The living room filled with the sound of kunai clashing and dramatic jutsu names being shouted. My grandkids sprawled on the floor, eyes glued to the TV. On screen, a yellow-haired kid in an orange jumpsuit yelled about becoming Hokage.
"Gramps, isn't Naruto awesome?" Tommy, my youngest, grinned up at me.
I chuckled, ruffling his hair. "Sure is, kiddo. Though I'd hate to be his neighbor. All that shouting..."
A sharp pain lanced through my chest. I clutched at my shirt, breath catching. The room tilted sideways.
"Gramps?"
Tommy's voice sounded far away. The pain intensified, a vise grip around my heart. I tried to speak, to tell them to call 911, but no words came out. Just a strangled gasp.
The world faded to black.
I always thought dying would be scary. It wasn't. It was more like... falling asleep. The pain receded. The darkness deepened. And then...
Nothing.
Until there was something.
Sensation returned in a rush. Sound hit me first – muffled and distorted, like I was underwater. A rhythmic whooshing, punctuated by distant, garbled voices.
Pressure. I felt squeezed from all sides.
I tried to open my eyes, but everything was a blur of indistinct shapes and too-bright colors.
And the smells. God, the smells. Overwhelming. Antiseptic sharpness mixed with something metallic. Blood?
What the hell was going on?
Panic set in as my mind tried to make sense of the sensory overload. This wasn't right. I was dead. I'd had a heart attack watching anime with my grandkids. I remembered that clearly. So why was I... experiencing things?

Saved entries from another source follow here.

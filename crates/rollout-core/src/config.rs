//! Reconciler configuration
//!
//! Every tunable has a default, so a TOML file only needs the keys it
//! overrides.

use crate::error::ConfigError;
use crate::health::Thresholds;
use crate::retry::RetryConfig;
use serde::{Deserialize, Serialize};
use std::path::Path;
use std::time::Duration;

/// Reconciler configuration
#[derive(Debug, Clone, PartialEq, Serialize, Deserialize)]
#[serde(default)]
pub struct ReconcilerConfig {
    /// Bound on a single telemetry query
    pub probe_timeout_ms: u64,
    /// Health check cadence while validating
    pub probe_interval_ms: u64,
    /// Data points a sample needs to be trusted
    pub min_data_points: u32,
    /// Shadow observation window
    pub shadow_window_secs: u64,
    /// Dwell per traffic step when the request has no override
    pub default_dwell_secs: u64,
    /// Hard cap on a whole rollout
    pub rollout_timeout_secs: u64,
    /// Bound on deploying the target slot
    pub deploy_timeout_secs: u64,
    /// Consecutive WARNING verdicts tolerated before rollback
    pub warning_tolerance: u32,
    /// Finished rollouts kept for status queries; older ones are evicted
    /// and only remain in the history log
    pub finished_retention: usize,
    /// Retry bounds for deploy and routing calls
    pub backend_retry: RetryConfig,
    /// Retry bounds for reverting traffic during rollback
    pub rollback_retry: RetryConfig,
    /// Default health thresholds
    pub thresholds: Thresholds,
}

impl Default for ReconcilerConfig {
    fn default() -> Self {
        Self {
            probe_timeout_ms: 5_000,
            probe_interval_ms: 1_000,
            min_data_points: 3,
            shadow_window_secs: 60,
            default_dwell_secs: 30,
            rollout_timeout_secs: 30 * 60,
            deploy_timeout_secs: 300,
            warning_tolerance: 3,
            finished_retention: 256,
            backend_retry: RetryConfig::default(),
            rollback_retry: RetryConfig {
                max_attempts: 3,
                initial_delay_ms: 500,
                ..RetryConfig::default()
            },
            thresholds: Thresholds::default(),
        }
    }
}

impl ReconcilerConfig {
    /// Create default configuration
    #[inline]
    #[must_use]
    pub fn new() -> Self {
        Self::default()
    }

    /// Parse from TOML
    ///
    /// # Errors
    /// Returns `ConfigError::Parse` on malformed TOML and
    /// `ConfigError::Invalid` on inconsistent values.
    pub fn from_toml_str(source: &str) -> Result<Self, ConfigError> {
        let config: Self = toml::from_str(source)?;
        config.validate()?;
        Ok(config)
    }

    /// Load from a TOML file
    ///
    /// # Errors
    /// Returns `ConfigError::Io` if the file cannot be read, otherwise as
    /// [`ReconcilerConfig::from_toml_str`].
    pub fn load(path: impl AsRef<Path>) -> Result<Self, ConfigError> {
        let source = std::fs::read_to_string(path)?;
        Self::from_toml_str(&source)
    }

    /// Check values are usable
    ///
    /// # Errors
    /// Returns `ConfigError::Invalid` describing the first bad value.
    pub fn validate(&self) -> Result<(), ConfigError> {
        if self.probe_interval_ms == 0 {
            return Err(ConfigError::Invalid("probe_interval_ms must be > 0".to_string()));
        }
        if self.probe_timeout_ms == 0 {
            return Err(ConfigError::Invalid("probe_timeout_ms must be > 0".to_string()));
        }
        if self.default_dwell_secs == 0 {
            return Err(ConfigError::Invalid("default_dwell_secs must be > 0".to_string()));
        }
        if self.rollout_timeout_secs == 0 {
            return Err(ConfigError::Invalid("rollout_timeout_secs must be > 0".to_string()));
        }
        self.backend_retry
            .validate("backend_retry")
            .map_err(ConfigError::Invalid)?;
        self.rollback_retry
            .validate("rollback_retry")
            .map_err(ConfigError::Invalid)?;
        self.thresholds.validate().map_err(ConfigError::Invalid)
    }

    /// With shadow window
    #[inline]
    #[must_use]
    pub fn with_shadow_window(mut self, window: Duration) -> Self {
        self.shadow_window_secs = window.as_secs();
        self
    }

    /// With default dwell
    #[inline]
    #[must_use]
    pub fn with_default_dwell(mut self, dwell: Duration) -> Self {
        self.default_dwell_secs = dwell.as_secs();
        self
    }

    /// With rollout timeout
    #[inline]
    #[must_use]
    pub fn with_rollout_timeout(mut self, timeout: Duration) -> Self {
        self.rollout_timeout_secs = timeout.as_secs();
        self
    }

    /// With warning tolerance
    #[inline]
    #[must_use]
    pub fn with_warning_tolerance(mut self, tolerance: u32) -> Self {
        self.warning_tolerance = tolerance;
        self
    }

    /// With finished-rollout retention
    #[inline]
    #[must_use]
    pub fn with_finished_retention(mut self, retention: usize) -> Self {
        self.finished_retention = retention;
        self
    }

    /// With default thresholds
    #[inline]
    #[must_use]
    pub fn with_thresholds(mut self, thresholds: Thresholds) -> Self {
        self.thresholds = thresholds;
        self
    }

    #[inline]
    #[must_use]
    pub fn probe_timeout(&self) -> Duration {
        Duration::from_millis(self.probe_timeout_ms)
    }

    #[inline]
    #[must_use]
    pub fn probe_interval(&self) -> Duration {
        Duration::from_millis(self.probe_interval_ms)
    }

    #[inline]
    #[must_use]
    pub fn shadow_window(&self) -> Duration {
        Duration::from_secs(self.shadow_window_secs)
    }

    #[inline]
    #[must_use]
    pub fn default_dwell(&self) -> Duration {
        Duration::from_secs(self.default_dwell_secs)
    }

    #[inline]
    #[must_use]
    pub fn rollout_timeout(&self) -> Duration {
        Duration::from_secs(self.rollout_timeout_secs)
    }

    #[inline]
    #[must_use]
    pub fn deploy_timeout(&self) -> Duration {
        Duration::from_secs(self.deploy_timeout_secs)
    }
}

#[cfg(test)]
mod tests {
    use super::*;

    #[test]
    fn defaults_are_valid() {
        let config = ReconcilerConfig::default();
        assert!(config.validate().is_ok());
        assert_eq!(config.probe_timeout(), Duration::from_secs(5));
        assert_eq!(config.probe_interval(), Duration::from_secs(1));
        assert_eq!(config.shadow_window(), Duration::from_secs(60));
        assert_eq!(config.rollout_timeout(), Duration::from_secs(1800));
        assert_eq!(config.warning_tolerance, 3);
        assert_eq!(config.rollback_retry.max_attempts, 3);
    }

    #[test]
    fn partial_toml_keeps_defaults() {
        let config = ReconcilerConfig::from_toml_str(
            r#"
            shadow_window_secs = 10
            warning_tolerance = 1

            [thresholds]
            hard_latency_delta = 25.0
            zero_tolerance = ["compliance_violations"]
            "#,
        )
        .unwrap();

        assert_eq!(config.shadow_window_secs, 10);
        assert_eq!(config.warning_tolerance, 1);
        assert_eq!(config.probe_interval_ms, 1_000);
        assert!((config.thresholds.hard_latency_delta - 25.0).abs() < f64::EPSILON);
        assert!((config.thresholds.soft_latency_fraction - 0.10).abs() < f64::EPSILON);
        assert!(config.thresholds.zero_tolerance.contains("compliance_violations"));
    }

    #[test]
    fn rejects_zero_interval() {
        let err = ReconcilerConfig::from_toml_str("probe_interval_ms = 0").unwrap_err();
        assert!(matches!(err, ConfigError::Invalid(_)));
    }

    #[test]
    fn rejects_inconsistent_thresholds() {
        let err = ReconcilerConfig::from_toml_str(
            r#"
            [thresholds]
            hard_throughput_drop = 0.05
            soft_throughput_drop = 0.10
            "#,
        )
        .unwrap_err();
        assert!(matches!(err, ConfigError::Invalid(_)));
    }

    #[test]
    fn rejects_negative_backoff_multiplier() {
        let err = ReconcilerConfig::from_toml_str(
            r#"
            [backend_retry]
            backoff_multiplier = -1.0
            "#,
        )
        .unwrap_err();
        assert!(matches!(&err, ConfigError::Invalid(msg) if msg.starts_with("backend_retry.")));

        let err = ReconcilerConfig::from_toml_str(
            r#"
            [rollback_retry]
            backoff_multiplier = 0.5
            "#,
        )
        .unwrap_err();
        assert!(matches!(&err, ConfigError::Invalid(msg) if msg.starts_with("rollback_retry.")));
    }

    #[test]
    fn rejects_zero_rollback_attempts() {
        let err = ReconcilerConfig::from_toml_str(
            r#"
            [rollback_retry]
            max_attempts = 0
            "#,
        )
        .unwrap_err();
        assert!(matches!(err, ConfigError::Invalid(_)));
    }

    #[test]
    fn rejects_malformed_toml() {
        let err = ReconcilerConfig::from_toml_str("shadow_window_secs = \"soon\"").unwrap_err();
        assert!(matches!(err, ConfigError::Parse(_)));
    }

    #[test]
    fn loads_from_file() {
        let dir = tempfile::tempdir().unwrap();
        let path = dir.path().join("reconciler.toml");
        std::fs::write(&path, "default_dwell_secs = 45\n").unwrap();

        let config = ReconcilerConfig::load(&path).unwrap();
        assert_eq!(config.default_dwell(), Duration::from_secs(45));
    }
}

The pressure increased. The muffled sounds grew louder. A primal instinct took over, and I felt myself moving. Pushing. Being pushed.

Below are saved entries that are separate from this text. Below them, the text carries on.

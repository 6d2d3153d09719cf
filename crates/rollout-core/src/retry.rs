//! Bounded retry with exponential backoff and jitter.
//!
//! Only transient backend failures are retried; permanent ones return on the
//! first attempt. Retries are always bounded so a failing backend cannot
//! stall a rollout indefinitely.

use crate::error::BackendError;
use rand::Rng;
use serde::{Deserialize, Serialize};
use std::time::Duration;
use tracing::{error, warn};

/// Errors that know whether a retry may help
pub trait Retryable {
    /// Whether another attempt may succeed
    fn is_retryable(&self) -> bool;
}

impl Retryable for BackendError {
    fn is_retryable(&self) -> bool {
        self.transient
    }
}

/// Retry bounds
#[derive(Debug, Clone, Copy, PartialEq, Serialize, Deserialize)]
#[serde(default)]
pub struct RetryConfig {
    /// Total attempts, including the first (minimum 1)
    pub max_attempts: u32,
    /// Delay before the first retry
    pub initial_delay_ms: u64,
    /// Ceiling on any single delay
    pub max_delay_ms: u64,
    /// Multiplier applied after each retry
    pub backoff_multiplier: f64,
}

impl Default for RetryConfig {
    fn default() -> Self {
        Self {
            max_attempts: 3,
            initial_delay_ms: 200,
            max_delay_ms: 10_000,
            backoff_multiplier: 2.0,
        }
    }
}

impl RetryConfig {
    /// Create a config with a given number of attempts
    #[inline]
    #[must_use]
    pub fn with_max_attempts(attempts: u32) -> Self {
        Self {
            max_attempts: attempts,
            ..Self::default()
        }
    }

    /// With initial delay
    #[inline]
    #[must_use]
    pub fn with_initial_delay(mut self, delay: Duration) -> Self {
        self.initial_delay_ms = u64::try_from(delay.as_millis()).unwrap_or(u64::MAX);
        self
    }

    /// Delay before the first retry
    #[inline]
    #[must_use]
    pub fn initial_delay(&self) -> Duration {
        Duration::from_millis(self.initial_delay_ms)
    }

    /// Ceiling on any single delay
    #[inline]
    #[must_use]
    pub fn max_delay(&self) -> Duration {
        Duration::from_millis(self.max_delay_ms)
    }

    /// Check the bounds are usable; `name` prefixes the message
    ///
    /// # Errors
    /// Returns a description of the first bad value.
    pub fn validate(&self, name: &str) -> Result<(), String> {
        if self.max_attempts == 0 {
            return Err(format!("{name}.max_attempts must be > 0"));
        }
        if !self.backoff_multiplier.is_finite() || self.backoff_multiplier < 1.0 {
            return Err(format!(
                "{name}.backoff_multiplier must be finite and >= 1.0, got {}",
                self.backoff_multiplier
            ));
        }
        if self.initial_delay_ms > self.max_delay_ms {
            return Err(format!(
                "{name}.initial_delay_ms ({}) exceeds max_delay_ms ({})",
                self.initial_delay_ms, self.max_delay_ms
            ));
        }
        Ok(())
    }

    /// Scale `delay` by `factor`, capped at `max_delay`
    ///
    /// Negative, NaN or overflowing products fall back to the ceiling.
    fn scaled(&self, delay: Duration, factor: f64) -> Duration {
        let max = self.max_delay();
        let secs = (delay.as_secs_f64() * factor).min(max.as_secs_f64());
        Duration::try_from_secs_f64(secs).unwrap_or(max).min(max)
    }
}

/// Execute an async operation with bounded exponential backoff and jitter.
///
/// Returns the first success, the first non-retryable error, or the last
/// error once `max_attempts` is exhausted, together with the number of
/// attempts made.
pub async fn retry_with_backoff<F, Fut, T, E>(
    config: &RetryConfig,
    operation_name: &str,
    mut operation: F,
) -> (Result<T, E>, u32)
where
    F: FnMut() -> Fut,
    Fut: std::future::Future<Output = Result<T, E>>,
    E: Retryable + std::fmt::Display,
{
    let max_attempts = config.max_attempts.max(1);
    let mut attempt = 0u32;
    let mut delay = config.initial_delay().min(config.max_delay());

    loop {
        attempt += 1;

        match operation().await {
            Ok(result) => return (Ok(result), attempt),
            Err(e) => {
                if !e.is_retryable() || attempt >= max_attempts {
                    error!(
                        operation = %operation_name,
                        attempt = attempt,
                        retryable = e.is_retryable(),
                        error = %e,
                        "Operation failed, giving up"
                    );
                    return (Err(e), attempt);
                }

                // Jitter: 0.5x to 1.5x of the delay
                let jitter = rand::rng().random_range(0.5..1.5);
                let jittered_delay = config.scaled(delay, jitter);

                warn!(
                    operation = %operation_name,
                    attempt = attempt,
                    error = %e,
                    delay_ms = jittered_delay.as_millis(),
                    "Operation failed, retrying"
                );

                tokio::time::sleep(jittered_delay).await;

                delay = config.scaled(delay, config.backoff_multiplier);
            }
        }
    }
}
//! Traffic control
//!
//! Abstraction over whatever splits traffic between the old and new version
//! (service mesh weights, ingress selectors, load balancer pools). Every
//! implementation must make `set_split` idempotent and `revert` a single
//! jump to 0%.

use crate::error::BackendError;
use crate::types::Environment;
use async_trait::async_trait;
use dashmap::DashMap;
use parking_lot::Mutex;
use std::sync::atomic::{AtomicU32, AtomicUsize, Ordering};

#[cfg(test)]
use mockall::automock;

/// Routing backend contract
#[cfg_attr(test, automock)]
#[async_trait]
pub trait TrafficController: Send + Sync {
    /// Route `new_version_percent` of traffic to the new version
    async fn set_split(&self, environment: &Environment, new_version_percent: u8)
        -> Result<(), BackendError>;

    /// Current percentage on the new version
    async fn get_split(&self, environment: &Environment) -> Result<u8, BackendError>;

    /// Send all traffic back to the old version
    async fn revert(&self, environment: &Environment) -> Result<(), BackendError>;
}

/// Observable change made by the in-memory controller
#[derive(Debug, Clone, PartialEq, Eq)]
pub struct RoutingChange {
    /// Environment changed
    pub environment: Environment,
    /// Previous new-version percentage
    pub from: u8,
    /// New new-version percentage
    pub to: u8,
}

/// Routing table held in memory
///
/// Used by simulations and tests. Failures can be injected to exercise the
/// orchestrator's backend error handling.
#[derive(Debug, Default)]
pub struct InMemoryTrafficController {
    splits: DashMap<Environment, u8>,
    changes: Mutex<Vec<RoutingChange>>,
    revert_calls: AtomicUsize,
    fail_sets: AtomicU32,
    fail_reverts: AtomicU32,
}

impl InMemoryTrafficController {
    /// Create empty routing table (every environment at 0%)
    #[inline]
    #[must_use]
    pub fn new() -> Self {
        Self::default()
    }

    /// Fail the next `count` `set_split` calls with a transient error
    pub fn fail_next_sets(&self, count: u32) {
        self.fail_sets.store(count, Ordering::SeqCst);
    }

    /// Fail the next `count` `revert` calls with a transient error
    pub fn fail_next_reverts(&self, count: u32) {
        self.fail_reverts.store(count, Ordering::SeqCst);
    }

    /// Current split without going through the async contract
    #[must_use]
    pub fn current(&self, environment: &Environment) -> u8 {
        self.splits.get(environment).map_or(0, |v| *v)
    }

    /// Every effective change, in order
    #[must_use]
    pub fn changes(&self) -> Vec<RoutingChange> {
        self.changes.lock().clone()
    }

    /// Number of `revert` calls received, successful or not
    #[must_use]
    pub fn revert_calls(&self) -> usize {
        self.revert_calls.load(Ordering::SeqCst)
    }

    fn take_failure(counter: &AtomicU32) -> bool {
        counter
            .fetch_update(Ordering::SeqCst, Ordering::SeqCst, |n| n.checked_sub(1))
            .is_ok()
    }

    fn apply(&self, environment: &Environment, to: u8) {
        let mut entry = self.splits.entry(environment.clone()).or_insert(0);
        let from = *entry;
        if from == to {
            return;
        }
        *entry = to;
        drop(entry);

        self.changes.lock().push(RoutingChange {
            environment: environment.clone(),
            from,
            to,
        });
    }
}

#[async_trait]
impl TrafficController for InMemoryTrafficController {
    async fn set_split(
        &self,
        environment: &Environment,
        new_version_percent: u8,
    ) -> Result<(), BackendError> {
        if new_version_percent > 100 {
            return Err(BackendError::routing(format!(
                "split {new_version_percent}% out of range"
            )));
        }
        if Self::take_failure(&self.fail_sets) {
            return Err(BackendError::routing("injected set_split failure").transient());
        }
        self.apply(environment, new_version_percent);
        Ok(())
    }

    async fn get_split(&self, environment: &Environment) -> Result<u8, BackendError> {
        Ok(self.current(environment))
    }

    async fn revert(&self, environment: &Environment) -> Result<(), BackendError> {
        self.revert_calls.fetch_add(1, Ordering::SeqCst);
        if Self::take_failure(&self.fail_reverts) {
            return Err(BackendError::routing("injected revert failure").transient());
        }
        self.apply(environment, 0);
        Ok(())
    }
}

With a final, intense squeeze, I was suddenly... free?
Cold air hit damp skin. The sounds sharpened, no longer muffled. Voices. Excited voices speaking... Japanese?
My vision was still blurry, but I could make out looming shapes. Giant faces peering down at me.
What. The. Fuck.
I tried to speak, to ask what was happening, but all that came out was a gurgling noise.
My body felt wrong. Small. Weak. I tried to lift my arm and managed only an uncoordinated flail.
No. No, this couldn't be happening.
A face moved closer. My vision focused for a split second, and I saw fierce eyes. Familiar eyes. Red, fang-like markings on cheeks.
It hit me like a sledgehammer.
I knew those markings. I'd seen them countless times, watching Naruto with my grandkids.
Inuzuka clan markings.
Holy shit.
I'd been reborn. In the Naruto world. As Kiba fucking Inuzuka.
The existential crisis that followed was inevitably cut short as my infant body decided it had had quite enough of this rebirth business.
I opened my mouth and wailed.
It was a strange sensation, letting out that cry. Part of it was genuine distress – the disorientation, the sensory overload, the sheer what-the-fuckery of the situation. But there was also a calculating part of my mind, the part that remembered being an adult, that knew babies were supposed to cry.
So I did. I cried with the full force of my tiny lungs, a sound filled with confusion, fear, and just a hint of intentional performance.
As I was wrapped in a soft blanket and placed in waiting arms, that calculating part of my brain was already whirring. I'd been given a second chance. A chance to live in a world I'd only ever seen through a screen. A world of ninja and chakra and terrifying, incredible possibilities.
But also a world of child soldiers, of war, of monsters sealed in human containers. A world where a single misstep could mean death – or worse.
I'd need every ounce of my adult experience and every scrap of my knowledge from my past life if I was going to survive. No, not just survive. Thrive.
Kiba Inuzuka was here. And he had no intention of being just a side character in someone else's story.